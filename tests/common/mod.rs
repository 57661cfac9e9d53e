//! Common test utilities and helpers
//!
//! This module provides shared utilities for all tests including:
//! - An in-memory backend standing in for the stored procedures
//! - A realtime transport that can be told to fail
//! - Entity fixtures and a ready-made configuration
//! - Custom assertion macros

pub mod fake_backend;
pub mod fixtures;

// Re-export commonly used utilities
pub use assertions::*;
pub use fake_backend::*;
pub use fixtures::*;
pub use flaky_transport::*;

> **About this exercise**
Your task is to reproduce the whole listing exactly.

> **Output of the task**
filename tests/common/mod.rs
repository 57661cfac9e9d53e
//! Common test utilities and helpers
//!
//! This module provides shared utilities for all tests including:
//! - An in-memory backend standing in for the stored procedures
//! - A realtime transport that can be told to fail
//! - Entity fixtures and a ready-made configuration
//! - Custom assertion macros

pub mod fake_backend;
pub mod fixtures;

// Re-export commonly used utilities
pub use assertions::*;
pub use fake_backend::*;
pub use fixtures::*;
pub use flaky_transport::*;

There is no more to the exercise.